◆ **EXERCISE DESCRIPTION**: In the listing below, find each line that holds the string "text" and copy it.

◆ **INPUT**:

• • • •

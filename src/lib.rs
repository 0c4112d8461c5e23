//! # Sales Ledger
//!
//! A library for turning divisional sales ledger workbooks into per-product-group
//! figures for a sales representative or a sales group.
//!
//! ## Core Concepts
//!
//! - **Sheet**: rows of cells; rows 0-2 hold the year, month and period type of
//!   every data column, the remaining rows are ledger lines
//! - **Period Key**: a `{year, month, type}` triple naming one data column
//! - **Entity**: an individual representative, or a roster group standing for its members
//! - **Sheet Layout**: `<Division>-S&V` sheets keep the product group in column 3,
//!   `<Division>-Volume` sheets in column 1; the layout is chosen together with the sheet
//!
//! ## Example
//!
//! ```rust,ignore
//! use sales_ledger::*;
//!
//! let workbook = load_xlsx("ledger.xlsx")?;
//! let roster = RosterConfig::load("roster.json")?;
//!
//! let query = SalesQuery::new(
//!     "FP",
//!     "North",
//!     "Kgs",
//!     vec![PeriodKey::new(2024, "January", "Actual")],
//! );
//!
//! let report = run_sales_query(&workbook, &roster, &query)?;
//! println!("{}", report.to_markdown());
//! ```

pub mod aggregate;
pub mod error;
pub mod filter;
pub mod ingestion;
pub mod period;
pub mod report;
pub mod resolver;
pub mod schema;
pub mod utils;
pub mod workbook;

pub use aggregate::{aggregate_product_groups, ProductGroup, ProductGroupTable};
pub use error::{LedgerError, Result};
pub use filter::{filter_rows, list_sales_reps, resolve_members, ResolvedEntity};
pub use ingestion::*;
pub use period::{available_periods, locate_period_column, locate_period_columns};
pub use report::{PeriodReport, SalesReport, SourceSummary};
pub use resolver::{resolve_source, ResolvedSource};
pub use schema::*;
pub use utils::*;
pub use workbook::{Row, Sheet, Workbook};

use log::{debug, info, warn};

pub struct SalesReportProcessor;

impl SalesReportProcessor {
    pub fn run(workbook: &Workbook, roster: &RosterConfig, query: &SalesQuery) -> Result<SalesReport> {
        info!(
            "Running sales query for {} in division {} ({}, {} periods)",
            query.entity,
            query.division,
            query.variable,
            query.periods.len()
        );

        let entity = resolve_members(&query.entity, roster.division(&query.division));
        if entity.is_group() {
            debug!("{} resolved to group members {:?}", entity.name(), entity.members());
        }

        let Some(source) = resolve_source(workbook, &query.division) else {
            warn!("No data source for division {}", query.division);
            return Ok(SalesReport {
                query: query.clone(),
                entity,
                source: None,
                periods: query
                    .periods
                    .iter()
                    .map(|period| PeriodReport {
                        period: period.clone(),
                        column: None,
                        groups: ProductGroupTable::default(),
                    })
                    .collect(),
            });
        };

        let rows = filter_rows(
            source.sheet.data_rows(),
            &entity,
            &query.variable,
            source.layout,
        );
        debug!(
            "{} of {} rows in '{}' match {} / {}",
            rows.len(),
            source.sheet.data_rows().len(),
            source.sheet_name,
            entity.name(),
            query.variable
        );

        let periods = locate_period_columns(source.sheet, &query.periods)
            .into_iter()
            .map(|(period, column)| {
                let groups = match column {
                    Some(col) => aggregate_product_groups(&rows, col, source.layout),
                    None => {
                        warn!("Period {} not found in '{}'", period, source.sheet_name);
                        ProductGroupTable::default()
                    }
                };
                PeriodReport {
                    period,
                    column,
                    groups,
                }
            })
            .collect();

        Ok(SalesReport {
            query: query.clone(),
            entity,
            source: Some(SourceSummary {
                sheet_name: source.sheet_name.to_string(),
                layout: source.layout,
            }),
            periods,
        })
    }
}

pub fn run_sales_query(workbook: &Workbook, roster: &RosterConfig, query: &SalesQuery) -> Result<SalesReport> {
    SalesReportProcessor::run(workbook, roster, query)
}

#[cfg(test)]
mod tests {
    use super::*;

    fn header_rows() -> Vec<Row> {
        let blank = || vec![CellValue::Empty; 5];
        let mut years = blank();
        years.extend([CellValue::Number(2024.0), CellValue::Number(2023.0)]);
        let mut months = blank();
        months.extend([CellValue::text("January"), CellValue::text("January")]);
        let mut types = blank();
        types.extend([CellValue::text("Actual"), CellValue::text("Actual")]);
        vec![years, months, types]
    }

    fn sv_sheet() -> Sheet {
        let mut rows = header_rows();
        rows.push(vec!["Rep A".into(), "".into(), "".into(), "PG-1".into(), "Kgs".into(), 100.into(), 150.into()]);
        rows.push(vec!["Rep A".into(), "".into(), "".into(), "PG-2".into(), "Kgs".into(), 50.into(), 60.into()]);
        rows.push(vec!["Rep B".into(), "".into(), "".into(), "PG-1".into(), "Kgs".into(), 7.into(), 8.into()]);
        rows.push(vec!["Rep A".into(), "".into(), "".into(), "PG-1".into(), "Amount".into(), 999.into(), 999.into()]);
        Sheet::new(rows)
    }

    #[test]
    fn test_end_to_end_processing() {
        let workbook = Workbook::new().with_sheet("FP-S&V", sv_sheet());
        let query = SalesQuery::new("FP", "Rep A", "Kgs", vec![PeriodKey::new(2024, "January", "Actual")]);

        let report = run_sales_query(&workbook, &RosterConfig::default(), &query).unwrap();
        let period = &report.periods[0];
        assert_eq!(period.column, Some(5));
        assert_eq!(
            period.groups.totals(),
            vec![("PG-1".to_string(), 100.0), ("PG-2".to_string(), 50.0)]
        );
        assert_eq!(report.source.as_ref().unwrap().layout, SheetLayout::SalesVolume);
    }

    #[test]
    fn test_group_query_sums_members() {
        let workbook = Workbook::new().with_sheet("FP-S&V", sv_sheet());
        let roster = RosterConfig::from_json_str(r#"{ "FP": { "groups": { "Team": ["Rep A", "Rep B"] } } }"#).unwrap();
        let query = SalesQuery::new("FP", "Team", "Kgs", vec![PeriodKey::new(2023, "January", "Actual")]);

        let report = run_sales_query(&workbook, &roster, &query).unwrap();
        assert!(report.entity.is_group());
        assert_eq!(report.total_for("PG-1", &query.periods[0]), Some(158.0));
        assert_eq!(report.total_for("PG-2", &query.periods[0]), Some(60.0));
    }

    #[test]
    fn test_missing_period_yields_sentinel() {
        let workbook = Workbook::new().with_sheet("FP-S&V", sv_sheet());
        let query = SalesQuery::new("FP", "Rep A", "Kgs", vec![PeriodKey::new(2024, "February", "Actual")]);

        let report = run_sales_query(&workbook, &RosterConfig::default(), &query).unwrap();
        assert_eq!(report.periods[0].column, None);
        assert!(report.is_empty());
        assert!(report.has_source());
    }

    #[test]
    fn test_blank_query_fields_yield_empty_report() {
        let period = PeriodKey::new(2024, "January", "Actual");
        let query = SalesQuery::new("HCM", "", "Kgs", vec![period.clone()]);
        let report = run_sales_query(&Workbook::new(), &RosterConfig::default(), &query).unwrap();
        assert!(report.is_empty());
        assert!(!report.has_source());

        let workbook = Workbook::new().with_sheet("FP-S&V", sv_sheet());
        let query = SalesQuery::new("FP", "", "", vec![period]);
        let report = run_sales_query(&workbook, &RosterConfig::default(), &query).unwrap();
        assert_eq!(report.periods[0].column, Some(5));
        assert!(report.is_empty());
    }

    #[test]
    fn test_blank_entity_matches_only_blank_name_cells() {
        let mut rows = header_rows();
        rows.push(vec!["".into(), "".into(), "".into(), "PG-9".into(), "Kgs".into(), 4.into(), 0.into()]);
        rows.push(vec!["Rep A".into(), "".into(), "".into(), "PG-1".into(), "Kgs".into(), 1.into(), 0.into()]);
        let workbook = Workbook::new().with_sheet("FP-S&V", Sheet::new(rows));

        let period = PeriodKey::new(2024, "January", "Actual");
        let query = SalesQuery::new("FP", "", "Kgs", vec![period.clone()]);
        let report = run_sales_query(&workbook, &RosterConfig::default(), &query).unwrap();
        assert!(!report.entity.is_group());
        assert_eq!(report.product_group_labels(), vec!["PG-9"]);
        assert_eq!(report.total_for("PG-9", &period), Some(4.0));
    }
}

• • • •

◆ **OUTPUT BELOW**:
        months.extend([CellValue::text("January"), CellValue::text("January")]);
        types.extend([CellValue::text("Actual"), CellValue::text("Actual")]);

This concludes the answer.